Caterpillar (CAT) reported very strong earnings this morning, beating estimates quite handily. EPS of $1.71 compared to consensus of $1.57 (a 9% beat). As important, the company outlined an environment consistent with global growth persisting and a strong outlook for 2012. Caterpillar’s organic sales grew by 34% this quarter excluding the recent acquisition of Bucyrus. Caterpillar is a cyclical company, and overly sensitive to changes in the global economy. For perspective, in 2009, Caterpillar saw sales decline by 37%. Each of CAT’s business segments has what are called “trough plans” which are fire drills that prepare CAT in advance for sudden slowdowns in the global economy. This is a company and management team used to handling volatility in the global economy so they are well worth listening to during earnings season.
Caterpillar revised the rest of the year outlook higher (only one quarter to go) and provided preliminary expectations of 10-20% additional growth in 2012. If this growth comes about the company will earn over $9 in EPS and the shares are still only about 10x earnings in the pre-market. Caterpillar highlights low, yet positive growth in developed markets such as the US and Europe and looks for continued strong growth in developing markets around the world. The company did mention that end-market sales in China continue to run negative for machinery (this was the case last quarter) though CAT’s sales to dealers were positive. Since CAT has an optimistic outlook an important take-away on the conference call will be why they are quite confident despite some growth in Chinese dealer inventories.
Caterpillar’s results mirror the strength from Parker Hannifin (PH), released last week. Parker Hannifin is one of the world’s leading diversified industrial companies. Parker Hannifin has large businesses in motion control, aerospace, fluid power systems, electromechanical controls, air conditioning, industrial refrigeration and thermal products. Parker reported record third quarter earnings which grew about 20% vs. a year ago. Organic sales growth was +10% which contained 3% from FX and 1% from acquisitions. Parker Hannifin not only had strong sales but grew operating margins to new records of 16.1% with particular strength in the American industrial segment and aerospace.

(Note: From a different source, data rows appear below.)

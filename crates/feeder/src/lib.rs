//! Continuous low-latency PCM feeder.
//!
//! Keeps an audio output perpetually fed with mono 16-bit PCM at the
//! hardware's preferred cadence, switching between silence and generated
//! audio with one-buffer-cycle response time.
//!
//! ## Structure
//! - [`params`]: resolve output sample rate / frames-per-buffer from a
//!   platform probe, with safe fallbacks.
//! - [`signal`]: lock-free single-bit handoff between the control thread and
//!   the callback thread.
//! - [`source`]: sample producers (fading tone, queue-backed stream).
//! - [`engine`]: the underflow callback and double-buffer feeder.
//!
//! The real-time entry point is [`engine::FeederEngine::on_underflow`]; it
//! never blocks, never allocates in steady state, and always produces a
//! buffer (silence is the fallback content).

pub mod config;
pub mod engine;
pub mod params;
pub mod queue;
pub mod signal;
pub mod source;
pub mod status;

Parker Hannifin’s CEO, Don Washkewicz, summed things up very nicely on the earnings conference call when discussing the global economy from an industrial company’s point of view:
“Well, Europe is still doing fine. Asia, as you know, is trending down, and we anticipated that last quarter. But, again, when we talk about Asia going down and China in particular, we’re talking about from a 12% GDP down to maybe a 9% or 10% GDP. And we’ll see how long that sustains. Typically, what we’ve seen over there, it’s been a short-lived thing, and typically, activity picks up again. But even at 9% or 10%, we’re happy with those kind of numbers and we can deal with that. Incrementals over in Asia are a little bit lower than what we’d like to see, but keep in mind that we’re putting a lot of infrastructure in Asia to support future growth there. So I mean, both in India and China and elsewhere, we’ve got a lot of investment going on in Asia to participate in the high growth rates that we’re seeing from that region. Europe, kind of the same thing. What we see — it’s not the same thing, I shouldn’t say, as far as trends — Europe, if we look at the pressure curves in Europe, we would see strong 312s, which is indicative of what we’re going to see coming up here in the future month as far as the trend that’s the 1212. And the 1212 pressure curves, this would be last 12 months over the previous year, is hanging in there very strong. They’re both declining slightly, which can be expected for this part in the business cycle. But I would say right now, Europe looks very good for us. All of the major countries there, being Germany, France, the UK, Italy, are all looking good. So we’re not as concerned about the smaller countries. Of course, we want to see strength across the board, but the major ones are all doing very well and remain strong for us. So that’s the reason we’re pretty optimistic about Europe going forward. In spite of the fact that, of course, everybody has been reading the newspapers, and I’d just make one other comment — if we haven’t talked ourself into a double dip by now, we probably won’t, because we’ve been talking about it for the better part of two quarters here. Europe with the Greece problem and the debt problem hanging over us, and the $14 trillion debt in the United States, if we haven’t talked ourselves into it yet, I don’t think it’s probably going to happen anytime soon. So having said that, that’s the reason why we’re bullish going forward through the balance of our fiscal year. Hopefully, that helps you, Ann.”